Among the entries below, one stretch runs from the line that contains "use tracing::debug;" through the line that contains "fn fill(&self, buffer: Vec<Package>, capacity: usize)". Repeat that stretch exactly, ends included, and only that.

Segment Start: DATA PROVIDED

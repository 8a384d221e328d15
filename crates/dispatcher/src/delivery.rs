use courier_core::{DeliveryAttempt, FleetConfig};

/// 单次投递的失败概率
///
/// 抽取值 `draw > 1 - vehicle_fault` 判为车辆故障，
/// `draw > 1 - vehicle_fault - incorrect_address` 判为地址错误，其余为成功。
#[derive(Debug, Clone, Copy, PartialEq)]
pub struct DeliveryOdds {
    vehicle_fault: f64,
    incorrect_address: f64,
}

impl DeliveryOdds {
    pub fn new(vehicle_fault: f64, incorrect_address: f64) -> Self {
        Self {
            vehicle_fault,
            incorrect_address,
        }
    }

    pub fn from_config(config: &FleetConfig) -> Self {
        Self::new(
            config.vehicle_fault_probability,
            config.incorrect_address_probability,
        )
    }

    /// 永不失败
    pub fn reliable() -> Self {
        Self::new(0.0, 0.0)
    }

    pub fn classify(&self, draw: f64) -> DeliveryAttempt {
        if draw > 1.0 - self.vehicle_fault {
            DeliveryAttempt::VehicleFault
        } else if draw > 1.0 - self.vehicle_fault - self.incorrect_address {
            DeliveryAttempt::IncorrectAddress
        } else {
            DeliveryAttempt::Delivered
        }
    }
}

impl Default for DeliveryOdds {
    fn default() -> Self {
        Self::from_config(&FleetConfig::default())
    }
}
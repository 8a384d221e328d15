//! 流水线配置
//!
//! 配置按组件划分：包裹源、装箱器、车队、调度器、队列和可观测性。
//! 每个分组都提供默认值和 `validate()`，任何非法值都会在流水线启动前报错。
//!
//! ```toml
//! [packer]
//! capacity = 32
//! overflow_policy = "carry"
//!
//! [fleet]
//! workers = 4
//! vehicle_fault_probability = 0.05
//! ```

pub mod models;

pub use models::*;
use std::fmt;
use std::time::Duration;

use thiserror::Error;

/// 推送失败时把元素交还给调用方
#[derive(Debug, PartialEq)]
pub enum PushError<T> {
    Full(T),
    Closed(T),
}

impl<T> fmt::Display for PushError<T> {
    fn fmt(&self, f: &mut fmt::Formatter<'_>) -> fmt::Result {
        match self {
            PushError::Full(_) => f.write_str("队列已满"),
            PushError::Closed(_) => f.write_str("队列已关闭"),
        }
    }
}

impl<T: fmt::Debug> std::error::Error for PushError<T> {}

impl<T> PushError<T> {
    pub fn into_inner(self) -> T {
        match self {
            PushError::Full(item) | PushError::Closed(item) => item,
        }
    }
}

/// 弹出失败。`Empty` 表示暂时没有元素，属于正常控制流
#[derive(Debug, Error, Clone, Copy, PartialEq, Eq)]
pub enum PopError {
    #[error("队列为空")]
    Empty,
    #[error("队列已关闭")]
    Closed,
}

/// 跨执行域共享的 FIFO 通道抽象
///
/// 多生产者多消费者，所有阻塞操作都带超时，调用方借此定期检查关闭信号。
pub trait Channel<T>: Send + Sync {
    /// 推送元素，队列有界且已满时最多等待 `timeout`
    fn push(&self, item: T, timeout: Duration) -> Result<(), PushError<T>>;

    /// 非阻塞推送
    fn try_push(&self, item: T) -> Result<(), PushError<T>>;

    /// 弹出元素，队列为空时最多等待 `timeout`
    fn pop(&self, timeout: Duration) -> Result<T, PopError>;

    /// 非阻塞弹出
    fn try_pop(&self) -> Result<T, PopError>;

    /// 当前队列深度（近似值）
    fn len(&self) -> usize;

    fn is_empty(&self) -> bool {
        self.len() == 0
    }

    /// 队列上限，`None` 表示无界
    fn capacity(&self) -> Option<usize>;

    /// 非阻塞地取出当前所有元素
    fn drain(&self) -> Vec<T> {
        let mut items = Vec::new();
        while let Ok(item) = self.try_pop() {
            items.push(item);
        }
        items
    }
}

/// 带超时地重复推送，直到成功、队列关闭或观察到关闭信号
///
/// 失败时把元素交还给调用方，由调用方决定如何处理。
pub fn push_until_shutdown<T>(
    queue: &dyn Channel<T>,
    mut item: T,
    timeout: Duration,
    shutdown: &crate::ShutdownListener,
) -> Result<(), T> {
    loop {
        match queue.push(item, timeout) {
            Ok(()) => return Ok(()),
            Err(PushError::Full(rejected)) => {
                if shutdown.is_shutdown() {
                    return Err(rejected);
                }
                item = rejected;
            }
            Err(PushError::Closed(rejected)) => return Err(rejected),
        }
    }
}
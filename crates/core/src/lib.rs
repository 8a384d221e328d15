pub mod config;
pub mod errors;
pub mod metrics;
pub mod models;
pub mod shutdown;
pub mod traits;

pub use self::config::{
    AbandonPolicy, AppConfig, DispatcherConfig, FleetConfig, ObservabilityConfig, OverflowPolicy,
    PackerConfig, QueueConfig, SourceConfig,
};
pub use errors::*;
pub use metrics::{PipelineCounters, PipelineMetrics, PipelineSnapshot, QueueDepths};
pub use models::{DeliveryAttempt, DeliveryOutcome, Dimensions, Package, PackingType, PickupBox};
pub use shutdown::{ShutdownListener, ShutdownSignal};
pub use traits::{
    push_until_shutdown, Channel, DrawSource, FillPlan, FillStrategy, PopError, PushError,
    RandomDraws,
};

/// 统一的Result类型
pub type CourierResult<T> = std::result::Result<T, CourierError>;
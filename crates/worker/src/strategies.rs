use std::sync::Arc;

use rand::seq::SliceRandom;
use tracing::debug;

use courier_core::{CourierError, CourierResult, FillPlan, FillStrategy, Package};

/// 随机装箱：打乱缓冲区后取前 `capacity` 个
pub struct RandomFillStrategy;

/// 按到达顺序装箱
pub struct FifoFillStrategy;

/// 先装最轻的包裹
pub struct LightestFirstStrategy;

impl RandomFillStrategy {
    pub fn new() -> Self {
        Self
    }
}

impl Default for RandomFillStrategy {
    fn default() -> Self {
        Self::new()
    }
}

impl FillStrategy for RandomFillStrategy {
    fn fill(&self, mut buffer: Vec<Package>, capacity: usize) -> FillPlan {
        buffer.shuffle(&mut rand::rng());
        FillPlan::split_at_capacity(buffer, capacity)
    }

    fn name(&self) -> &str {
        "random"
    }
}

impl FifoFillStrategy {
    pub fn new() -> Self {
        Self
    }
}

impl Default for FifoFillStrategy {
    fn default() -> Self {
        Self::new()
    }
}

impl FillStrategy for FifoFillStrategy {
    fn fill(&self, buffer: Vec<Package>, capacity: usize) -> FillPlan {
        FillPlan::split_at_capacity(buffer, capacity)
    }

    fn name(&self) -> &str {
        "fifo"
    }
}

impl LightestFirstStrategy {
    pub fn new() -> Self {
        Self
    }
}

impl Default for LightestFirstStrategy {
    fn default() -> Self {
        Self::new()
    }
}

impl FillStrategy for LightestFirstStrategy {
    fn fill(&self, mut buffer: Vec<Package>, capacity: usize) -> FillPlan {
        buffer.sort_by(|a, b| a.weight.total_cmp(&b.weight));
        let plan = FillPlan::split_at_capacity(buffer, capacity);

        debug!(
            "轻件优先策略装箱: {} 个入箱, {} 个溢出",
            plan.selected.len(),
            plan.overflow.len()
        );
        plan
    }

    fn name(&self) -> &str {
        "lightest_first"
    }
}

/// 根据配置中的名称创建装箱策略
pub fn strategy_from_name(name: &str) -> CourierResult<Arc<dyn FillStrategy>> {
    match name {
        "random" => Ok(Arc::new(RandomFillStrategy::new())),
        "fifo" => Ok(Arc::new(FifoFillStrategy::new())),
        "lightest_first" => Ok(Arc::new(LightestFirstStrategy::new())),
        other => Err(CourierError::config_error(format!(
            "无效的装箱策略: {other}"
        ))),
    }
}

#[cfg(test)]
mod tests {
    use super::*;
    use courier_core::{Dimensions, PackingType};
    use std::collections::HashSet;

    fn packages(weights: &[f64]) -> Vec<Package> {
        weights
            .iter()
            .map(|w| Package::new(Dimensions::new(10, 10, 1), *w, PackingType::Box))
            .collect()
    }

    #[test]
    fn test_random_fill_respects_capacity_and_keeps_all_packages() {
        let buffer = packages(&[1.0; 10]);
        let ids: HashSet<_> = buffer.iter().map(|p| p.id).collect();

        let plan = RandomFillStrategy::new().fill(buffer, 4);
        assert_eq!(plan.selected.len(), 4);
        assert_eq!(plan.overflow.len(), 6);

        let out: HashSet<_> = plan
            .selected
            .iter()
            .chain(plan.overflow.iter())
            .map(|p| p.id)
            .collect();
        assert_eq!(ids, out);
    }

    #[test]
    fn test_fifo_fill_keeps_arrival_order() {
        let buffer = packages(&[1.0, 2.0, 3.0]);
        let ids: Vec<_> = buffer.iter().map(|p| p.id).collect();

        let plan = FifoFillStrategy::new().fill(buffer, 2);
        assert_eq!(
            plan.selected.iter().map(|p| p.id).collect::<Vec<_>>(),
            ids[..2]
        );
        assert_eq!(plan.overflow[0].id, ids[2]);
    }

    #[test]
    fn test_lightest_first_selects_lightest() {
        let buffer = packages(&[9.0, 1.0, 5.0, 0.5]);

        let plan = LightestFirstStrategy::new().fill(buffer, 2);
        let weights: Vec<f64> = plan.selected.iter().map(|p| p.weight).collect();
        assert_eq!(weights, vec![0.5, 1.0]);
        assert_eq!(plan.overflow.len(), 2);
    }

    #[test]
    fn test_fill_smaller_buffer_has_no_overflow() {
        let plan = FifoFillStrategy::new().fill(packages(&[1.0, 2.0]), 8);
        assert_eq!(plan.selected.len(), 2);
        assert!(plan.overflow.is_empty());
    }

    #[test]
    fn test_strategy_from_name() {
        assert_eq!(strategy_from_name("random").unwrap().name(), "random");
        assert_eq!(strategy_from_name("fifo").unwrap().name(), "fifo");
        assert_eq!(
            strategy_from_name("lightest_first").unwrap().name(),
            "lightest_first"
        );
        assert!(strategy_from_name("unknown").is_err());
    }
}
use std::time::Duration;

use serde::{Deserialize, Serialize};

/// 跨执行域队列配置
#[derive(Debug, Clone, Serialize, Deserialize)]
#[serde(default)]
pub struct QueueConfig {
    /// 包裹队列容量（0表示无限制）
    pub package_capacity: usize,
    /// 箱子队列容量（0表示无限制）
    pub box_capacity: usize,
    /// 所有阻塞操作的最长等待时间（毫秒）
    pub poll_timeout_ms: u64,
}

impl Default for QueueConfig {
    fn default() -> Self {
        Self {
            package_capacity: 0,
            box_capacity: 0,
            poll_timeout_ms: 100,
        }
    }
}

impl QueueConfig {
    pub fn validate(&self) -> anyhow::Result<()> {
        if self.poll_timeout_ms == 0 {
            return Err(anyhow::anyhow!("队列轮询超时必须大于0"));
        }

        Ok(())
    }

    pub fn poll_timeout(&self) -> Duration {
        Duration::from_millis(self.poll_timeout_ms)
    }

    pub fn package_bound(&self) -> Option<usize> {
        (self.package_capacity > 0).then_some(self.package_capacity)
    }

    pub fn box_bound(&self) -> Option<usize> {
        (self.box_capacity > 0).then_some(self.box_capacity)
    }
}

Segment End: DATA PROVIDED

ANSWER FOR THE TASK:
use tracing::debug;

use courier_core::{CourierError, CourierResult, FillPlan, FillStrategy, Package};

/// 随机装箱：打乱缓冲区后取前 `capacity` 个
pub struct RandomFillStrategy;

/// 按到达顺序装箱
pub struct FifoFillStrategy;

/// 先装最轻的包裹
pub struct LightestFirstStrategy;

impl RandomFillStrategy {
    pub fn new() -> Self {
        Self
    }
}

impl Default for RandomFillStrategy {
    fn default() -> Self {
        Self::new()
    }
}

impl FillStrategy for RandomFillStrategy {
    fn fill(&self, mut buffer: Vec<Package>, capacity: usize) -> FillPlan {
        buffer.shuffle(&mut rand::rng());
        FillPlan::split_at_capacity(buffer, capacity)
    }

    fn name(&self) -> &str {
        "random"
    }
}

impl FifoFillStrategy {
    pub fn new() -> Self {
        Self
    }
}

impl Default for FifoFillStrategy {
    fn default() -> Self {
        Self::new()
    }
}

impl FillStrategy for FifoFillStrategy {
    fn fill(&self, buffer: Vec<Package>, capacity: usize) -> FillPlan {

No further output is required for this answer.